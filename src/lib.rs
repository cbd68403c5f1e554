// src/lib.rs

use sea_orm::DatabaseConnection;
use std::sync::Arc;

use config::AutomationConfig;
use services::{
    fulfillment::{FulfillmentProvider, PrintfulService},
    orchestrator::ProfitCycle,
    profit_allocator::ProfitAllocator,
    sampling::{SharedRng, shared_rng},
    trends::{GoogleTrendsService, TrendProvider},
};

#[derive(Clone)]
pub struct AppState {
    pub db: DatabaseConnection,
    pub cycle: Arc<ProfitCycle>,
    pub allocator: ProfitAllocator,
    pub config: AutomationConfig,
}

impl AppState {
    /// Wire the live trend and fulfillment providers from configuration
    pub fn from_config(db: DatabaseConnection, config: AutomationConfig) -> Self {
        let trends = Arc::new(GoogleTrendsService::new(
            config.trends_base_url.clone(),
            config.provider_timeout,
        ));
        let fulfillment = Arc::new(PrintfulService::new(
            config.printful_api_key.clone(),
            config.printful_base_url.clone(),
            config.provider_timeout,
        ));
        let rng = shared_rng(config.rng_seed);

        Self::with_providers(db, config, trends, fulfillment, rng)
    }

    pub fn with_providers(
        db: DatabaseConnection,
        config: AutomationConfig,
        trends: Arc<dyn TrendProvider>,
        fulfillment: Arc<dyn FulfillmentProvider>,
        rng: SharedRng,
    ) -> Self {
        let cycle = Arc::new(ProfitCycle::new(
            db.clone(),
            config.clone(),
            trends,
            fulfillment,
            rng,
        ));

        Self {
            allocator: ProfitAllocator::new(config.team_profit_share_percentage),
            db,
            cycle,
            config,
        }
    }
}

pub mod entities {
    pub mod prelude;
    pub mod automation_runs;
    pub mod customer_ltv;
    pub mod daily_revenue;
    pub mod niches;
    pub mod products;
    pub mod profit_splits;
    pub mod sales;
    pub mod sync_status;
    pub mod team_pool;
    pub mod team_pool_contributions;
}

pub mod services {
    pub mod automation_log;
    pub mod customer_ltv;
    pub mod fulfillment;
    pub mod niche_scorer;
    pub mod orchestrator;
    pub mod order_sync;
    pub mod price_utils;
    pub mod product_synthesizer;
    pub mod profit_allocator;
    pub mod revenue_aggregator;
    pub mod sampling;
    pub mod sync_status;
    pub mod trends;
}

pub mod config;
pub mod error;
pub mod handlers;
pub mod jobs;
pub mod models;
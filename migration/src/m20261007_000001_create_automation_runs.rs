use sea_orm_migration::prelude::*;

#[derive(DeriveMigrationName)]
pub struct Migration;

#[async_trait::async_trait]
impl MigrationTrait for Migration {
    async fn up(&self, manager: &SchemaManager) -> Result<(), DbErr> {
        manager
            .create_table(
                Table::create()
                    .table(AutomationRuns::Table)
                    .if_not_exists()
                    .col(
                        ColumnDef::new(AutomationRuns::Id)
                            .integer()
                            .not_null()
                            .auto_increment()
                            .primary_key(),
                    )
                    .col(
                        ColumnDef::new(AutomationRuns::RunType)
                            .string_len(32)
                            .not_null(),
                    )
                    .col(
                        ColumnDef::new(AutomationRuns::ItemsProcessed)
                            .integer()
                            .not_null()
                            .default(0),
                    )
                    .col(
                        ColumnDef::new(AutomationRuns::DurationMs)
                            .big_integer()
                            .not_null()
                            .default(0),
                    )
                    .col(ColumnDef::new(AutomationRuns::Success).boolean().not_null())
                    .col(ColumnDef::new(AutomationRuns::Error).text().null())
                    .col(ColumnDef::new(AutomationRuns::StartedAt).timestamp().not_null())
                    .to_owned(),
            )
            .await?;

        manager
            .create_index(
                Index::create()
                    .name("idx_automation_runs_type_started")
                    .table(AutomationRuns::Table)
                    .col(AutomationRuns::RunType)
                    .col(AutomationRuns::StartedAt)
                    .to_owned(),
            )
            .await?;

        Ok(())
    }

    async fn down(&self, manager: &SchemaManager) -> Result<(), DbErr> {
        manager
            .drop_table(Table::drop().table(AutomationRuns::Table).to_owned())
            .await
    }
}

#[derive(DeriveIden)]
enum AutomationRuns {
    Table,
    Id,
    RunType,
    ItemsProcessed,
    DurationMs,
    Success,
    Error,
    StartedAt,
}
────────────────────────────────────────
WHAT YOU HAVE TO DO:
Filter the entries and keep only the lines holding "StartedAt".

TASK RESULT:
                    .col(ColumnDef::new(AutomationRuns::StartedAt).timestamp().not_null())
                    .col(AutomationRuns::StartedAt)
    StartedAt,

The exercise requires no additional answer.